Young accused prison guards of being rude and using “degrading and derogatory terms” toward inmates, including racial and sexist slurs. 

“We are constantly locked down, restricted to our cells behind locked doors, with no access to hot water, computers, phones, law library, etc.,” Young wrote. Feminine hygiene products, she said, are frequently unavailable. 

Young also complained about a lack of quality food, with “no fresh fruits, etc.” and that “the kitchen is constantly running out of food. The portions keep getting smaller and smaller. If your unit is last to be called for (meals in the cafeteria area) you don’t get even half of what was supposed to be served.” 

Young has since been transferred to a prison in Danbury, Connecticut. 

Biron, a disbarred attorney who is serving 40 years for child pornography crimes, sent a four-page typed letter in March 2024 to numerous federal officials outlining her complaints about conditions at Hazelton and requesting an investigation. She has since been transferred to a prison in Tallahassee, Florida.  

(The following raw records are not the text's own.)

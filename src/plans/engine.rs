use std::cmp::Ordering;

use crate::plans::model::Plan;

#[derive(Debug, Clone, Copy, PartialEq, Eq)]
pub enum FilterDimension {
    Provider,
    Speed,
    Price,
}

#[derive(Debug, Clone, Copy, PartialEq, Eq)]
pub enum SortKey {
    /// Ascending.
    Price,
    /// Descending.
    Speed,
    /// Descending.
    Validity,
}

/// The plan list's view state: one active filter dimension, a free-text
/// search and a sort order. Recomputed on every render, never persisted.
#[derive(Debug, Clone)]
pub struct FilterState {
    pub dimension: FilterDimension,
    /// "all" disables the dimension filter.
    pub selected: String,
    pub search: String,
    pub sort: SortKey,
}

impl Default for FilterState {
    fn default() -> Self {
        FilterState {
            dimension: FilterDimension::Provider,
            selected: "all".to_string(),
            search: String::new(),
            sort: SortKey::Price,
        }
    }
}

fn matches_dimension(plan: &Plan, filter: &FilterState) -> bool {
    if filter.selected.eq_ignore_ascii_case("all") {
        return true;
    }
    let selected = filter.selected.trim();
    match filter.dimension {
        FilterDimension::Provider => plan.provider.eq_ignore_ascii_case(selected),
        FilterDimension::Speed => match plan.speed_mbps() {
            Some(mbps) => mbps.to_string() == selected,
            None => false,
        },
        FilterDimension::Price => plan.price_text() == selected,
    }
}

fn matches_search(plan: &Plan, search: &str) -> bool {
    if search.is_empty() {
        return true;
    }
    let needle = search.to_lowercase();
    plan.provider.to_lowercase().contains(&needle)
        || plan.speed.to_lowercase().contains(&needle)
        || plan.price_text().contains(&needle)
}

/// Filter and order a fetched plan list for display. The input is left
/// untouched; an empty result just renders as "no plans found".
pub fn apply(plans: &[Plan], filter: &FilterState) -> Vec<Plan> {
    let mut shown: Vec<Plan> = plans
        .iter()
        .filter(|p| matches_dimension(p, filter) && matches_search(p, &filter.search))
        .cloned()
        .collect();

    // Vec::sort_by is stable, so equal keys keep their fetched order.
    match filter.sort {
        SortKey::Price => {
            shown.sort_by(|a, b| a.price.partial_cmp(&b.price).unwrap_or(Ordering::Equal))
        }
        SortKey::Speed => {
            shown.sort_by(|a, b| b.speed_mbps().unwrap_or(0).cmp(&a.speed_mbps().unwrap_or(0)))
        }
        SortKey::Validity => shown.sort_by(|a, b| b.validity_days.cmp(&a.validity_days)),
    }
    shown
}

#[cfg(test)]
mod tests {
    use super::*;
    use crate::plans::demo_plans;

    fn plan(id: &str, provider: &str, speed: &str, price: f64, validity: u32) -> Plan {
        Plan {
            id: id.to_string(),
            provider: provider.to_string(),
            speed: speed.to_string(),
            price,
            validity_days: validity,
            data_limit: "Unlimited".to_string(),
        }
    }

    #[test]
    fn all_keeps_every_plan_and_sorts() {
        let plans = demo_plans();
        let shown = apply(&plans, &FilterState::default());
        assert_eq!(shown.len(), plans.len());
        let prices: Vec<f64> = shown.iter().map(|p| p.price).collect();
        assert_eq!(prices, vec![599.0, 1299.0, 1499.0, 2099.0]);
    }

    #[test]
    fn provider_filter_is_case_insensitive() {
        let plans = vec![
            plan("1", "Jio", "100 Mbps", 999.0, 84),
            plan("2", "Airtel", "200 Mbps", 1099.0, 90),
            plan("3", "JIO", "50 Mbps", 499.0, 30),
        ];
        let filter = FilterState {
            dimension: FilterDimension::Provider,
            selected: "Jio".to_string(),
            ..Default::default()
        };
        let shown = apply(&plans, &filter);
        assert_eq!(shown.len(), 2);
        assert!(shown.iter().all(|p| p.provider.eq_ignore_ascii_case("jio")));

        let none = FilterState { selected: "BSNL".to_string(), ..filter };
        assert!(apply(&plans, &none).is_empty());
    }

    #[test]
    fn speed_and_price_filters_use_numeric_strings() {
        let plans = vec![
            plan("1", "Jio", "100 Mbps", 999.0, 84),
            plan("2", "Airtel", "200 Mbps", 999.0, 90),
        ];
        let by_speed = FilterState {
            dimension: FilterDimension::Speed,
            selected: "200".to_string(),
            ..Default::default()
        };
        assert_eq!(apply(&plans, &by_speed)[0].id, "2");

        let by_price = FilterState {
            dimension: FilterDimension::Price,
            selected: "999".to_string(),
            ..Default::default()
        };
        assert_eq!(apply(&plans, &by_price).len(), 2);
    }

    #[test]
    fn price_sort_ascending() {
        let plans = vec![
            plan("1", "A", "100 Mbps", 999.0, 30),
            plan("2", "B", "100 Mbps", 199.0, 30),
            plan("3", "C", "100 Mbps", 499.0, 30),
        ];
        let shown = apply(&plans, &FilterState::default());
        let prices: Vec<f64> = shown.iter().map(|p| p.price).collect();
        assert_eq!(prices, vec![199.0, 499.0, 999.0]);
    }

    #[test]
    fn speed_sort_descending() {
        let plans = vec![
            plan("1", "A", "50 Mbps", 100.0, 30),
            plan("2", "B", "200 Mbps", 100.0, 30),
            plan("3", "C", "100 Mbps", 100.0, 30),
        ];
        let filter = FilterState { sort: SortKey::Speed, ..Default::default() };
        let speeds: Vec<u32> = apply(&plans, &filter)
            .iter()
            .map(|p| p.speed_mbps().unwrap())
            .collect();
        assert_eq!(speeds, vec![200, 100, 50]);
    }

    #[test]
    fn validity_sort_descending() {
        let plans = vec![
            plan("1", "A", "50 Mbps", 100.0, 30),
            plan("2", "B", "50 Mbps", 100.0, 90),
            plan("3", "C", "50 Mbps", 100.0, 60),
        ];
        let filter = FilterState { sort: SortKey::Validity, ..Default::default() };
        let days: Vec<u32> = apply(&plans, &filter).iter().map(|p| p.validity_days).collect();
        assert_eq!(days, vec![90, 60, 30]);
    }

    #[test]
    fn sorting_is_stable_on_equal_keys() {
        let plans = vec![
            plan("first", "A", "100 Mbps", 499.0, 30),
            plan("second", "B", "100 Mbps", 499.0, 30),
            plan("third", "C", "100 Mbps", 499.0, 30),
        ];
        for sort in [SortKey::Price, SortKey::Speed, SortKey::Validity] {
            let filter = FilterState { sort, ..Default::default() };
            let sorted = apply(&plans, &filter);
            let ids: Vec<&str> = sorted.iter().map(|p| p.id.as_str()).collect();
            assert_eq!(ids, vec!["first", "second", "third"]);
        }
    }

    #[test]
    fn search_matches_provider_speed_and_price() {
        let plans = vec![
            plan("1", "Jio Fiber", "100 Mbps", 1499.0, 84),
            plan("2", "Airtel", "200 Mbps", 2099.0, 90),
        ];
        let search = |text: &str| FilterState { search: text.to_string(), ..Default::default() };

        let shown = apply(&plans, &search("jio"));
        assert_eq!(shown.len(), 1);
        assert_eq!(shown[0].provider, "Jio Fiber");

        assert_eq!(apply(&plans, &search("200"))[0].id, "2");
        assert_eq!(apply(&plans, &search("1499"))[0].id, "1");
        assert!(apply(&plans, &search("hathway")).is_empty());
    }

    #[test]
    fn input_is_not_mutated() {
        let plans = vec![
            plan("1", "A", "100 Mbps", 999.0, 30),
            plan("2", "B", "200 Mbps", 199.0, 60),
        ];
        let before = plans.clone();
        let filter = FilterState { sort: SortKey::Speed, ..Default::default() };
        let _ = apply(&plans, &filter);
        assert_eq!(plans, before);
    }
}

Biron alleged that Hazelton officials often reject inmate requests for ARs, or administrative remedies, “for wrong reasons, rather than working to address the issues …” Specific complaints included a purportedly passive-aggressive counsellor who Biron alleged takes pleasure in placing incompatible individuals together in two-women cells. Other complaints include the unavailability of properly fitting bras, extremely thin mattresses, inadequate time to eat meals, and a commissary that has “molded, expired food.”  

The male prisons, Biron alleged, get the pick of the best food before the women’s facility.  

Biron also complained of getting her last three haircuts utilizing mustache scissors due to the prison hair salon “having been closed for months.